On se souvient aussi du mécontentement de Jean-Claude Ricci, professeur de droit public émérite des universités, exprimé lors des 18ème Rencontres de droit et procédure administrative organisée par le Barreau de Marseille en 2020, après l’adoption rapide d’une multitude de textes durant le premier confinement : « débauche normative à laquelle s’est livré le pouvoir exécutif » ; « une offense à l’intelligence des juristes » ;  « Il faut cesser de croire que le droit se résume au droit positif. Il faut cesser d’attendre que la puissance publique dise des choses », assénait-il.
Il invitait à revenir aux fondamentaux du droit des contrats. Et rappelait que les parties peuvent déjà conclure des avenants de modification en cas de circonstances imprévues, ou lorsque des prestations sont devenues nécessaires au cours de l’exécution (relire "Covid-19 et contrat public : Et si on laissait la place à la liberté contractuelle ?").

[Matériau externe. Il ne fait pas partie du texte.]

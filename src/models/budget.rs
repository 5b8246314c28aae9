//! Budget model
//!
//! A budget is a spending limit for one category. `spent` is a snapshot
//! taken when the budget is created and is never updated afterwards.

use serde::{Deserialize, Serialize};
use std::fmt;

use super::ids::BudgetId;
use super::money::Money;

/// Usage at or above this percentage is a warning
pub const WARNING_THRESHOLD: f64 = 75.0;

/// Usage at or above this percentage is a danger
pub const DANGER_THRESHOLD: f64 = 90.0;

/// The period a budget covers (informational only)
#[derive(Debug, Clone, Copy, PartialEq, Eq, Hash, Serialize, Deserialize, Default)]
#[serde(rename_all = "lowercase")]
pub enum BudgetPeriod {
    Weekly,
    #[default]
    Monthly,
    Yearly,
}

impl BudgetPeriod {
    /// Parse a period from user input
    pub fn parse(s: &str) -> Option<Self> {
        match s.trim().to_lowercase().as_str() {
            "weekly" | "week" => Some(Self::Weekly),
            "monthly" | "month" => Some(Self::Monthly),
            "yearly" | "year" | "annual" => Some(Self::Yearly),
            _ => None,
        }
    }
}

impl fmt::Display for BudgetPeriod {
    fn fmt(&self, f: &mut fmt::Formatter<'_>) -> fmt::Result {
        match self {
            Self::Weekly => write!(f, "weekly"),
            Self::Monthly => write!(f, "monthly"),
            Self::Yearly => write!(f, "yearly"),
        }
    }
}

/// How close a budget is to its limit
#[derive(Debug, Clone, Copy, PartialEq, Eq)]
pub enum BudgetStatus {
    /// Under 75% used
    Good,
    /// 75% up to 90% used
    Warning,
    /// 90% or more used
    Danger,
}

impl fmt::Display for BudgetStatus {
    fn fmt(&self, f: &mut fmt::Formatter<'_>) -> fmt::Result {
        match self {
            Self::Good => write!(f, "good"),
            Self::Warning => write!(f, "warning"),
            Self::Danger => write!(f, "danger"),
        }
    }
}

/// A category budget
#[derive(Debug, Clone, PartialEq, Serialize, Deserialize)]
pub struct Budget {
    /// Unique identifier
    pub id: BudgetId,

    /// Category this budget limits
    pub category: String,

    /// The limit
    pub amount: Money,

    /// Expenses in the category at the moment the budget was created
    pub spent: Money,

    /// Period label
    pub period: BudgetPeriod,
}

impl Budget {
    /// Percentage of the limit already spent
    ///
    /// A zero limit reads as fully used once anything is spent.
    pub fn percentage_used(&self) -> f64 {
        if self.amount.is_zero() {
            return if self.spent.is_positive() { 100.0 } else { 0.0 };
        }
        self.spent.percentage_of(self.amount)
    }

    /// Amount left before the limit; negative once overspent
    pub fn remaining(&self) -> Money {
        self.amount - self.spent
    }

    /// Check if more has been spent than the limit allows
    pub fn is_overspent(&self) -> bool {
        self.spent > self.amount
    }

    /// Classify usage against the warning and danger thresholds
    pub fn status(&self) -> BudgetStatus {
        let pct = self.percentage_used();
        if pct >= DANGER_THRESHOLD {
            BudgetStatus::Danger
        } else if pct >= WARNING_THRESHOLD {
            BudgetStatus::Warning
        } else {
            BudgetStatus::Good
        }
    }
}

impl fmt::Display for Budget {
    fn fmt(&self, f: &mut fmt::Formatter<'_>) -> fmt::Result {
        write!(
            f,
            "{} ({}): {} / {}",
            self.category, self.period, self.spent, self.amount
        )
    }
}

/// Input for declaring a budget: every field except the ID and `spent`
#[derive(Debug, Clone, PartialEq, Serialize, Deserialize)]
pub struct NewBudget {
    pub category: String,
    pub amount: Money,
    #[serde(default)]
    pub period: BudgetPeriod,
}

impl NewBudget {
    pub fn new(category: impl Into<String>, amount: Money, period: BudgetPeriod) -> Self {
        Self {
            category: category.into(),
            amount,
            period,
        }
    }

    /// Presence checks only
    pub fn validate(&self) -> Result<(), BudgetValidationError> {
        if self.category.trim().is_empty() {
            return Err(BudgetValidationError::MissingCategory);
        }
        if !self.amount.is_positive() {
            return Err(BudgetValidationError::NonPositiveAmount(self.amount));
        }
        Ok(())
    }

    /// Materialize the budget with its ID and spent snapshot
    pub fn into_budget(self, id: BudgetId, spent: Money) -> Budget {
        Budget {
            id,
            category: self.category,
            amount: self.amount,
            spent,
            period: self.period,
        }
    }
}

/// Validation errors for budgets
#[derive(Debug, Clone, PartialEq, Eq)]
pub enum BudgetValidationError {
    MissingCategory,
    NonPositiveAmount(Money),
}

impl fmt::Display for BudgetValidationError {
    fn fmt(&self, f: &mut fmt::Formatter<'_>) -> fmt::Result {
        match self {
            Self::MissingCategory => write!(f, "Budget category is required"),
            Self::NonPositiveAmount(amount) => {
                write!(f, "Budget amount must be positive (got {})", amount)
            }
        }
    }
}

impl std::error::Error for BudgetValidationError {}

Du côté des règles de la passation, le CCP prévoit déjà des modalités permettant de réduire les délais de réception des candidatures et des offres en cas d'urgence. Voire de passer un marché sans publicité ni mise en concurrence pour motif d’urgence impérieuse (lire : "Emeutes urbaines : la commande publique en émoi"). Avec cette proposition de loi, le Gouvernement donnerait-il un blanc seing aux acheteurs publics pour faire du gré à gré ? La circulaire de la Première Ministre du 5 juillet 2013 relative "à l'accélération des procédures pour faciliter les opérations de réparation ou de reconstruction suite aux dégradations intervenues dans certaines zones urbaines", de prime abord, n'ouvrirait pas les vannes.
 

Et l'intérêt général ?


Enfin, la rédaction se remémore l’ajustement de la loi ASAP à l’article L. 2122-1 du CCP relatif justement à la procédure de passation sans publicité ni mise en concurrence… une modification qui a disparu de nos mémoires. La nouvelle rédaction précise qu’un acheteur public peut y recourir également lorsque le respect d'une procédure classique est « contraire […] à un motif d'intérêt général ».
Une formule "vague" qui sans surprise avait fait un tollé (relire : Zapper le seuil au profit de l’intérêt général… une approche sans risque ? / Seuils des marchés publics : vers une dispense de procédure pour « intérêt général » ? / [Tribune] "Et si l’amendement "intérêt général" était d'abord l’aboutissement du long processus de maturité des acheteurs ?).

Il est certain, à la lecture de la proposition de loi du Sénat, que nous n'aurons toujours pas d'éléments sur la portée de ce cas de figure au travers de cette mesure législative.